It is an indisputable fact that House Republicans, including Minority Leader Kevin McCarthy, were at the very heart of former President Donald Trump's coup plot to overturn the 2020 presidential election. While more than hints and clues have pointed to their involvement ever since the January 6 insurrection, their central role emerged this past week when notes of a December 27, 2020, conversation between Trump and the acting attorney general Jeffrey Rosen were disclosed.
Informed by Rosen that the Department of Justice could not and would not reverse President Joe Biden's election victory, Trump urged him to "just say the election was corrupt [and] leave the rest to me and the [Republican] congressmen." Moments later, Trump referred specifically to Ohio Rep. Jim Jordan, founder of the Freedom Caucus and close associate of Mark Meadows, the former Freedom Caucus chair who left Congress to become Trump's White House chief of staff.
Jordan is so far unwilling to say whether he will testify about the insurrection if he is summoned, just as he refused years ago to assist official inquiries into hundreds of sexual assaults on the Ohio State wrestling team in which he was suspected of complicity or worse. But this time, if the Select Committee to Investigate the January 6 Attack on the United States Capitol requests his appearance, either voluntarily or by subpoena, he will have to show up or face legal consequences. So will several other members of the Capitol Hill "sedition caucus" who sought to invalidate Biden's election, including McCarthy and Arizona Reps. Paul Gosar and Andy Biggs, Alabama Rep. Mo Brooks, and Colorado Rep. Lauren Boebert, to name a few of the most prominent.
And so will their longtime confederate Meadows, who has already been subpoenaed by the House Oversight Committee in the Rosen matter and "may face significant criminal exposure," according to the Just Security website published by New York University School of Law.
Each of these Republican myrmidons has serious questions to answer. Brooks, donning a flak jacket when he addressed the pre-riot Trumpist rally at the Ellipse on January 6 calling for "kicking ass," has claimed immunity, a justification denied by the DOJ. Boebert allegedly gave a tour through the Capitol with unknown persons later identified as insurrectionists in December and January. "Stop the Steal" organizer Ali Alexander boasted of concocting a plan to intimidate Congress from certifying the election with Gosar, Biggs, and Brooks.
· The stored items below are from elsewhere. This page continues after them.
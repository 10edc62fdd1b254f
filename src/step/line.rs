//! The line a mocked step prints.
//!
//! Format: `[MOCK] <JOB> <message>, key=value, ...; ENV=value, ...`. Inputs
//! follow the headline after `, `; envs follow a `; ` section break. Inside
//! every field `\`, `,` and `;` are backslash-escaped, and keys also escape
//! `=`, so each line decodes back to exactly one headline, input list and
//! env list.

use std::fmt;

use super::params::StepParams;

/// Prefix every mocked step prints before its description.
pub const MOCK_MARKER: &str = "[MOCK]";

/// Characters escaped in headlines and values.
const FIELD_SPECIALS: [char; 3] = ['\\', ',', ';'];

/// Characters escaped in parameter keys.
const KEY_SPECIALS: [char; 4] = ['\\', ',', ';', '='];

fn escape_with(text: &str, specials: &[char]) -> String {
    let mut out = String::with_capacity(text.len());
    for c in text.chars() {
        if specials.contains(&c) {
            out.push('\\');
        }
        out.push(c);
    }
    out
}

/// Escape a parameter value for a mock line.
///
/// ```
/// use workflow_fixtures::step::line::escape_value;
///
/// assert_eq!(escape_value("1, b=2"), r"1\, b=2");
/// assert_eq!(escape_value("plain"), "plain");
/// ```
pub fn escape_value(value: &str) -> String {
    escape_with(value, &FIELD_SPECIALS)
}

fn escape_key(key: &str) -> String {
    escape_with(key, &KEY_SPECIALS)
}

/// The `[MOCK] <JOB> <message>` part of a mock line, escaped.
pub(crate) fn mock_headline(job_id: Option<&str>, message: &str) -> String {
    escape_value(&MockLine::new(job_id, message).headline)
}

/// The `key=` prefix a parameter is printed with.
pub(crate) fn param_prefix(key: &str) -> String {
    format!("{}=", escape_key(key))
}

/// Decoded mock line.
///
/// # Example
///
/// ```
/// use workflow_fixtures::step::line::MockLine;
///
/// let line = MockLine::new(Some("BUILD"), "Build")
///     .with_inputs([("target", "x86, arm")])
///     .with_envs([("CI", "true")]);
/// let text = line.to_string();
/// assert_eq!(text, r"[MOCK] BUILD Build, target=x86\, arm; CI=true");
/// assert_eq!(MockLine::parse(&text), Some(line));
/// ```
#[derive(Debug, Clone, Default, PartialEq, Eq)]
pub struct MockLine {
    /// Unescaped `[MOCK] <JOB> <message>`.
    pub headline: String,

    /// Inputs in printed order.
    pub inputs: StepParams,

    /// Envs in printed order.
    pub envs: StepParams,
}

#[derive(Debug, Clone, Copy, PartialEq, Eq)]
enum Section {
    Headline,
    Inputs,
    Envs,
}

impl MockLine {
    /// Line for a step with no parameters.
    pub fn new(job_id: Option<&str>, message: &str) -> Self {
        let mut headline = MOCK_MARKER.to_string();
        if let Some(job) = job_id.filter(|j| !j.is_empty()) {
            headline.push(' ');
            headline.push_str(job);
        }
        if !message.is_empty() {
            headline.push(' ');
            headline.push_str(message);
        }
        Self {
            headline,
            ..Self::default()
        }
    }

    pub fn with_inputs<I, K, V>(mut self, inputs: I) -> Self
    where
        I: IntoIterator<Item = (K, V)>,
        K: Into<String>,
        V: Into<String>,
    {
        self.inputs = inputs.into_iter().collect();
        self
    }

    pub fn with_envs<I, K, V>(mut self, envs: I) -> Self
    where
        I: IntoIterator<Item = (K, V)>,
        K: Into<String>,
        V: Into<String>,
    {
        self.envs = envs.into_iter().collect();
        self
    }

    /// Decode a printed line; `None` if it is not a well-formed mock line.
    pub fn parse(text: &str) -> Option<Self> {
        if !text.starts_with(MOCK_MARKER) {
            return None;
        }

        let mut line = Self::default();
        let mut section = Section::Headline;
        let mut key = String::new();
        let mut value: Option<String> = None;
        let mut chars = text.chars();

        while let Some(c) = chars.next() {
            let literal = match c {
                '\\' => chars.next()?,
                ',' | ';' => {
                    line.finish_field(section, &mut key, &mut value)?;
                    section = match (c, section) {
                        (';', Section::Envs) => return None,
                        (';', _) => Section::Envs,
                        (_, Section::Headline) => Section::Inputs,
                        (_, current) => current,
                    };
                    if chars.next() != Some(' ') {
                        return None;
                    }
                    continue;
                }
                '=' if section != Section::Headline && value.is_none() => {
                    value = Some(String::new());
                    continue;
                }
                other => other,
            };

            match (section, value.as_mut()) {
                (Section::Headline, _) => line.headline.push(literal),
                (_, Some(value)) => value.push(literal),
                (_, None) => key.push(literal),
            }
        }

        line.finish_field(section, &mut key, &mut value)?;
        Some(line)
    }

    fn finish_field(
        &mut self,
        section: Section,
        key: &mut String,
        value: &mut Option<String>,
    ) -> Option<()> {
        let params = match section {
            Section::Headline => return Some(()),
            Section::Inputs => &mut self.inputs,
            Section::Envs => &mut self.envs,
        };
        let value = value.take()?;
        params.push(std::mem::take(key), value);
        Some(())
    }
}

impl fmt::Display for MockLine {
    fn fmt(&self, f: &mut fmt::Formatter<'_>) -> fmt::Result {
        write!(f, "{}", escape_value(&self.headline))?;
        for param in &self.inputs {
            write!(f, ", {}{}", param_prefix(&param.key), escape_value(&param.value))?;
        }
        for (i, param) in self.envs.iter().enumerate() {
            let separator = if i == 0 { "; " } else { ", " };
            write!(
                f,
                "{}{}{}",
                separator,
                param_prefix(&param.key),
                escape_value(&param.value)
            )?;
        }
        Ok(())
    }
}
Jordan was implicated in the coup effort very early, even before Election Day, when he publicly accused Democrats of planning to corrupt the balloting. In the weeks leading up to the insurrection, he plotted with Meadows and Trump at the White House; in the days afterward, he was given the Medal of Freedom by Trump in a closed ceremony there. It is undoubtedly the first time that high honor has been awarded for seditious conspiracy against the Republic.
As the Lincoln historian and former presidential adviser Sidney Blumenthal pointed out in a recent Guardian column, members of Congress possess no immunity against a subpoena from a House investigating committee. Moreover, as Blumenthal also noted, there is richly ironic precedent to summon all of these characters, voluntarily or otherwise, in the official Senate probe of John Brown's infamous Harpers Ferry raid on the eve of the Civil War. Leading that investigation was none other than Mississippi Sen. Jefferson Davis, the traitor who later served as president of the Confederacy (whose battle flag soiled the Capitol hallways on January 6.)
Harper's Ferry was the last domestic insurrection to come under congressional scrutiny — until now. Among the witnesses called to testify about the events leading up to Brown's attack were two antislavery Republican senators suspected by Davis of knowing or aiding him. And it is safe to say that Rep. Adam Schiff, the California Democrat, Rep. Jamie Raskin of Maryland, and other Democrats on the committee are aware of that precedent.
Wyoming Rep. Liz Cheney, one of two Republicans named to the committee by Speaker Nancy Pelosi, has suggested that Jordan and McCarthy, both of whom spoke with Trump on January 6, should be called — and a very large and rapt television audience awaits her questioning of them.
Meadows, who spent that day and the days preceding the insurrection with Trump in the White House and knows what the former president did and didn't do, will have to face the music. It will not be the last time he's been caught in a coup. In January 2013, when he conspired with Jordan to overthrow Republican House Speaker John Boehner, he was exposed in the failed attempt. He later came to the speaker's office, according to Boehner, got down on his knees, and pleaded, "Will you please forgive me?" Meadows will undoubtedly have another opportunity to get on his knees soon.
These ultra-right Republicans are the face of an authoritarian and frankly nihilist insurgency that began its takeover of the Grand Old Party back when their model Newt Gingrich rose to power as speaker. It is no surprise that this miscreant crew now surrounds their would-be dictator Trump like a praetorian guard, or that they spearheaded his attempt to destroy democracy. But the time is rapidly approaching when they will have to answer for those actions under oath. Of course, Jordan and Meadows and Brooks and Boebert and the other members of the gang can always plead the Fifth Amendment.